(Saved data entries)
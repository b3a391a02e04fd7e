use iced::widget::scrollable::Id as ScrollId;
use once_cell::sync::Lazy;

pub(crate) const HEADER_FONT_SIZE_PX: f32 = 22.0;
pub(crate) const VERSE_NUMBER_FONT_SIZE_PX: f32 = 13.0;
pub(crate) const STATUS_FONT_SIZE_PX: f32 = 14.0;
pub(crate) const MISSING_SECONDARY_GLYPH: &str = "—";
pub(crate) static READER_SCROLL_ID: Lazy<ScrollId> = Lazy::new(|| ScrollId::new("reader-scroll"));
---
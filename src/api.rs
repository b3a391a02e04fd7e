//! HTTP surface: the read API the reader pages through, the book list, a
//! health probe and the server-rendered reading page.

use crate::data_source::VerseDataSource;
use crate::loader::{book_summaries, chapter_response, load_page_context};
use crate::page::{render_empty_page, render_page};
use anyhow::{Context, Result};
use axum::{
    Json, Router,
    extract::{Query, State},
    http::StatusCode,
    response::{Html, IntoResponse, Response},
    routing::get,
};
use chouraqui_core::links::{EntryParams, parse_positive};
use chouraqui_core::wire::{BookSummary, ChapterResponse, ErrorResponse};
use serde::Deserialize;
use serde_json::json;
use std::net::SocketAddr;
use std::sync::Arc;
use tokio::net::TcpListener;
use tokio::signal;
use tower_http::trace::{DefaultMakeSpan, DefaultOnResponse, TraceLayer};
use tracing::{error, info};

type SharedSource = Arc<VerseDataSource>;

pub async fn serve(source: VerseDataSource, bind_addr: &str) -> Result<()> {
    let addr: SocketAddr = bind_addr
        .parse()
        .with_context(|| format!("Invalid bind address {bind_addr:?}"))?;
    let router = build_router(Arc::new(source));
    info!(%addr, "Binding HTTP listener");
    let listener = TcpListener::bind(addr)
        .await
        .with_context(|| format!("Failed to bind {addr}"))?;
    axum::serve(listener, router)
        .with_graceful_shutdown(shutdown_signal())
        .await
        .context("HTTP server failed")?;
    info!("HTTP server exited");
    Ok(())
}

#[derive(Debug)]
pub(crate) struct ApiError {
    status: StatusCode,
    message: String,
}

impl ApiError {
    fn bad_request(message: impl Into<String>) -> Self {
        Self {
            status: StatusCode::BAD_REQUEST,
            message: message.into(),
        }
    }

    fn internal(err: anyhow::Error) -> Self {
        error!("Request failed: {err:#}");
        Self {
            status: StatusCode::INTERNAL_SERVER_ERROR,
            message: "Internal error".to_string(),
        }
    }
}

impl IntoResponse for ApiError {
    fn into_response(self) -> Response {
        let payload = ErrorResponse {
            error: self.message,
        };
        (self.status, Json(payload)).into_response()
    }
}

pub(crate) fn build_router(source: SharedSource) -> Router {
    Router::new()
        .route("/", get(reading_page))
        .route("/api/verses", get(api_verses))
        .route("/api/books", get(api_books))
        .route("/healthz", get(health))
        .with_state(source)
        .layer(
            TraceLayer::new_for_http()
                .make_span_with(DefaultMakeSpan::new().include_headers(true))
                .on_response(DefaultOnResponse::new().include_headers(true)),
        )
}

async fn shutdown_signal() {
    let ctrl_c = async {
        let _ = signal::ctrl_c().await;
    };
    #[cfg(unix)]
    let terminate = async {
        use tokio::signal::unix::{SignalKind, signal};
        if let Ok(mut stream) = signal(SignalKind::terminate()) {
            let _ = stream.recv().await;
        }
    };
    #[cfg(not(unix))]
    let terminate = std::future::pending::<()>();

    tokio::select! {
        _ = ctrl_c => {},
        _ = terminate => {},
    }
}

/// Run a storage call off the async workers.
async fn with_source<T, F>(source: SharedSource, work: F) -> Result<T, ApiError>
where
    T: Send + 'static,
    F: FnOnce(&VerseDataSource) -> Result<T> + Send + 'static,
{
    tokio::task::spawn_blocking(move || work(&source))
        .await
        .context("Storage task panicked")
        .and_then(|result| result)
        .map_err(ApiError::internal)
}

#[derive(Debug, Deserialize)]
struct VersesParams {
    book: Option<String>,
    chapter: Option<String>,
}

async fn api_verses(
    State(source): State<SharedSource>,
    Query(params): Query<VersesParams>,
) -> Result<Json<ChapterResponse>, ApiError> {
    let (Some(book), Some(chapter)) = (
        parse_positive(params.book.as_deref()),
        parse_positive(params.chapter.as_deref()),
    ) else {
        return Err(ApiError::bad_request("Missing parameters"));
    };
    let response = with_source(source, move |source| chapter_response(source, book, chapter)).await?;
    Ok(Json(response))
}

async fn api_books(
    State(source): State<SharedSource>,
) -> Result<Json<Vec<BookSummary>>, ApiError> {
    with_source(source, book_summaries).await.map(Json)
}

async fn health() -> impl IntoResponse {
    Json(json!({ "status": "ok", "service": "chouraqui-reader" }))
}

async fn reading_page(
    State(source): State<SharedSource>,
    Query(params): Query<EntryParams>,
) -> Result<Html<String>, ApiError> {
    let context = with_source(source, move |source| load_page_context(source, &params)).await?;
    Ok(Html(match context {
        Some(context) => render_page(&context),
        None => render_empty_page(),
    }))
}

- _Task to carry out_: One stretch of the lines above is wanted, from the line that contains "async fn shutdown_signal()" through the line that contains "async fn health()". Output it exactly.

- _Exercise result_:
async fn shutdown_signal() {
    let ctrl_c = async {
        let _ = signal::ctrl_c().await;
    };
    #[cfg(unix)]
    let terminate = async {
        use tokio::signal::unix::{SignalKind, signal};
        if let Ok(mut stream) = signal(SignalKind::terminate()) {
            let _ = stream.recv().await;
        }
    };
    #[cfg(not(unix))]
    let terminate = std::future::pending::<()>();

    tokio::select! {
        _ = ctrl_c => {},
        _ = terminate => {},
    }
}

/// Run a storage call off the async workers.
async fn with_source<T, F>(source: SharedSource, work: F) -> Result<T, ApiError>
where
    T: Send + 'static,
    F: FnOnce(&VerseDataSource) -> Result<T> + Send + 'static,
{
    tokio::task::spawn_blocking(move || work(&source))
        .await
        .context("Storage task panicked")
        .and_then(|result| result)
        .map_err(ApiError::internal)
}

#[derive(Debug, Deserialize)]
struct VersesParams {
    book: Option<String>,
    chapter: Option<String>,
}

async fn api_verses(
    State(source): State<SharedSource>,
    Query(params): Query<VersesParams>,
) -> Result<Json<ChapterResponse>, ApiError> {
    let (Some(book), Some(chapter)) = (
        parse_positive(params.book.as_deref()),
        parse_positive(params.chapter.as_deref()),
    ) else {
        return Err(ApiError::bad_request("Missing parameters"));
    };
    let response = with_source(source, move |source| chapter_response(source, book, chapter)).await?;
    Ok(Json(response))
}

async fn api_books(
    State(source): State<SharedSource>,
) -> Result<Json<Vec<BookSummary>>, ApiError> {
    with_source(source, book_summaries).await.map(Json)
}

async fn health() -> impl IntoResponse {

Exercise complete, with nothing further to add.